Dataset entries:
* * * * * * *

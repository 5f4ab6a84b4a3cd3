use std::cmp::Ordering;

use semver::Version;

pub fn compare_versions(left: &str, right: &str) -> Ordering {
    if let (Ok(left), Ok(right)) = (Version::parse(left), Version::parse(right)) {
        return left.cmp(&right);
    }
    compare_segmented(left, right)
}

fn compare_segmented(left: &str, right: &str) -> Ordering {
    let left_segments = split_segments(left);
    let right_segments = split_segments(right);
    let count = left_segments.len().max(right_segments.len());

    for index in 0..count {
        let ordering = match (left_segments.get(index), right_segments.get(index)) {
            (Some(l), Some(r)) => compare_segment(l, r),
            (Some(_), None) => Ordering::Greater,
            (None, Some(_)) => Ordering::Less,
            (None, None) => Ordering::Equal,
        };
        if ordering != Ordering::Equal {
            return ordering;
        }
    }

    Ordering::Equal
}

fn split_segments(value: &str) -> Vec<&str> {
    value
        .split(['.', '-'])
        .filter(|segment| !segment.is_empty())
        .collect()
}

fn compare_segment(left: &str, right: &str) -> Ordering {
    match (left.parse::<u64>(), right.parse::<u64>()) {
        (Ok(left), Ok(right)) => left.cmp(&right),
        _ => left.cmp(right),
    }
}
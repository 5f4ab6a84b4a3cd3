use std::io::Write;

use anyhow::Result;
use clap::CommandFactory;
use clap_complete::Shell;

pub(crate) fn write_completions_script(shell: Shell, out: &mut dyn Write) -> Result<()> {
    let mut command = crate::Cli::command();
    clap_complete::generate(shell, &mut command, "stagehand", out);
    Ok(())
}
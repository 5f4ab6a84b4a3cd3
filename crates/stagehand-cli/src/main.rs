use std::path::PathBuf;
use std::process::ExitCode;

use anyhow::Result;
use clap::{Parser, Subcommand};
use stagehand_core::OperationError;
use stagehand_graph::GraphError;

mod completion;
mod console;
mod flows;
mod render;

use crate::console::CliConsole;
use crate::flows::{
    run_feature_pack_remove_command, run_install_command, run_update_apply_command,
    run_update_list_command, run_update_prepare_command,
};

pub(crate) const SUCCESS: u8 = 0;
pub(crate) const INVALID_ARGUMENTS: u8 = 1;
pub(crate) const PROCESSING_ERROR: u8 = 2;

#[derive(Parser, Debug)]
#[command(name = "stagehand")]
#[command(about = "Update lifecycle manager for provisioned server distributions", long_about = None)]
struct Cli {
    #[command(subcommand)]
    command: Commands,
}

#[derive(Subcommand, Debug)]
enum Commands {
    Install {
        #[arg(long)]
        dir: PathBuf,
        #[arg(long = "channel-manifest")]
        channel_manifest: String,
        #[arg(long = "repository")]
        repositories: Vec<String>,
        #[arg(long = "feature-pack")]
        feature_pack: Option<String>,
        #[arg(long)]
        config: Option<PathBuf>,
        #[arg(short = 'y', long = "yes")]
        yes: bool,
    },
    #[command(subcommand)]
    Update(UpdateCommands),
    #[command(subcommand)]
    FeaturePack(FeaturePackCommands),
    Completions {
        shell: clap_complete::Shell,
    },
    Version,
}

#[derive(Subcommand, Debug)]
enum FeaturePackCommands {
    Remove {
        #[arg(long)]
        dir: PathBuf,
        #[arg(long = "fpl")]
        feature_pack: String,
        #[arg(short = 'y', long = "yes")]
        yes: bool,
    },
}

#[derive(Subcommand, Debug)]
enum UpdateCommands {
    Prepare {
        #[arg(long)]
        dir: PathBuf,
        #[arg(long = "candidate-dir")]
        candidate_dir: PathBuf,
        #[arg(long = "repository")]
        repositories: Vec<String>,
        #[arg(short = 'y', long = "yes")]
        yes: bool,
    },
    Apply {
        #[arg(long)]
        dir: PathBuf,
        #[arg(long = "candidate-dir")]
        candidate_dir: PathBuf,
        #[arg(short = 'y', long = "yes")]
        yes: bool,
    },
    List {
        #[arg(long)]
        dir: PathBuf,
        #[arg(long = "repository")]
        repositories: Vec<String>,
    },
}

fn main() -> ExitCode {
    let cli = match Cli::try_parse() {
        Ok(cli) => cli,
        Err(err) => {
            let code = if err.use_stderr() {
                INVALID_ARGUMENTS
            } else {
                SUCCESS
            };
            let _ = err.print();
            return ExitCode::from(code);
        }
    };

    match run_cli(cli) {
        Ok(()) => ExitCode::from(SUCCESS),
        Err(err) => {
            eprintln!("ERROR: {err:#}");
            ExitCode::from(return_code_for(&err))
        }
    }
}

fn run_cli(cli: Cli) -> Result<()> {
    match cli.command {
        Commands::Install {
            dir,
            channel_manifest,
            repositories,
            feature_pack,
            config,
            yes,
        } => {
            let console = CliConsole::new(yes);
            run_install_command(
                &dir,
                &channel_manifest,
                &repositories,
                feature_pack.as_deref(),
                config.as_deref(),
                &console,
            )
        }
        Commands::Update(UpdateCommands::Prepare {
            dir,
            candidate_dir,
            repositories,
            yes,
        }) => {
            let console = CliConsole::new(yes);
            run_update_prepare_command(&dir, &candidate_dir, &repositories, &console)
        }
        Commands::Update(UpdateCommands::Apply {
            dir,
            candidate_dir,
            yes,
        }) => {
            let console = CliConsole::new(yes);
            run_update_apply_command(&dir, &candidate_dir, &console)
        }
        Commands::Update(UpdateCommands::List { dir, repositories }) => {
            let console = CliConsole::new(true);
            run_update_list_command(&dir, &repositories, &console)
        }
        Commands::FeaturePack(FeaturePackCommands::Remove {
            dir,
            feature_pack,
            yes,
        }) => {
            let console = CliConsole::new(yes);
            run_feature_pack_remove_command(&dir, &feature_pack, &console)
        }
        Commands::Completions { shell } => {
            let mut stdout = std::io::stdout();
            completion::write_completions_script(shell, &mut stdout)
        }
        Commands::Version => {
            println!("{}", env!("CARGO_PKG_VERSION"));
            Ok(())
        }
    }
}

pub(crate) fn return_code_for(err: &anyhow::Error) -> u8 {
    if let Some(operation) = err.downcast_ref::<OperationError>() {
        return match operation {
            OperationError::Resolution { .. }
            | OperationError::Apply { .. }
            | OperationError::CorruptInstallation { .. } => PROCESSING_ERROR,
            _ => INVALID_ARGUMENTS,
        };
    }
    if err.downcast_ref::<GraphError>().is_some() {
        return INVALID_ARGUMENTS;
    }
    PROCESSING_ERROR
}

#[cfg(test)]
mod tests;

* * * * * * *

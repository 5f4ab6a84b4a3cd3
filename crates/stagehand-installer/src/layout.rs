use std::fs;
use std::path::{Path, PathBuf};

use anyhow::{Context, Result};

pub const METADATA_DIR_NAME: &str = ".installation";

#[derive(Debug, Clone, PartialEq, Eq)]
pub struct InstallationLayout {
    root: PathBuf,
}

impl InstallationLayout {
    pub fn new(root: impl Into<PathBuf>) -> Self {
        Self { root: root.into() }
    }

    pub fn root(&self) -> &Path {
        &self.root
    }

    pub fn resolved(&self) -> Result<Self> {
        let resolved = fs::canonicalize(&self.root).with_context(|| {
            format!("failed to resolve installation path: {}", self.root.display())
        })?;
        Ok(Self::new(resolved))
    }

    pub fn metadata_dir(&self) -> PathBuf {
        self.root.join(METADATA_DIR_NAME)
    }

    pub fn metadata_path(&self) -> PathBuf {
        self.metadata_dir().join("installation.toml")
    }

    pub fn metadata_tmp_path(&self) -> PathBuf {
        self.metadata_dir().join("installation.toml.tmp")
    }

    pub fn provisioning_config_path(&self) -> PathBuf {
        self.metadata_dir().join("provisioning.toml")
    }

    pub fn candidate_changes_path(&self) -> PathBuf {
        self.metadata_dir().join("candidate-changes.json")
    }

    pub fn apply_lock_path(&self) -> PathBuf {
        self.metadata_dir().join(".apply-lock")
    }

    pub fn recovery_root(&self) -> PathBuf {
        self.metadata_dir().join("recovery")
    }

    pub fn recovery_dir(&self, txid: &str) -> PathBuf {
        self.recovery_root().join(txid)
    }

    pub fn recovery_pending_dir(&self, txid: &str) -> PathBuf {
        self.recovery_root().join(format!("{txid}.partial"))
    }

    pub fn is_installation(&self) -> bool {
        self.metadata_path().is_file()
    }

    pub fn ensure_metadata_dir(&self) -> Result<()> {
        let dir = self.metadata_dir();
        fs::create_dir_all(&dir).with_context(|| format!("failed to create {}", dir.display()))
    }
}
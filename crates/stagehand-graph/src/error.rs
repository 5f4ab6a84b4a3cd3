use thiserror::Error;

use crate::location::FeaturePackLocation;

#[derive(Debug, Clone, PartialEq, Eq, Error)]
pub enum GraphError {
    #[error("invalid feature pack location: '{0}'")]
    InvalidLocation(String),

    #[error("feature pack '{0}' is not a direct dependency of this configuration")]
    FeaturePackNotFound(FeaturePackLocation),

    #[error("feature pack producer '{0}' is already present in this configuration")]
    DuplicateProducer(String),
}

* * * * * * *

> Task goal: Which lines above hold the string "GraphError"? Show each of them.

> Written solution:
use stagehand_graph::GraphError;
    if err.downcast_ref::<GraphError>().is_some() {
pub enum GraphError {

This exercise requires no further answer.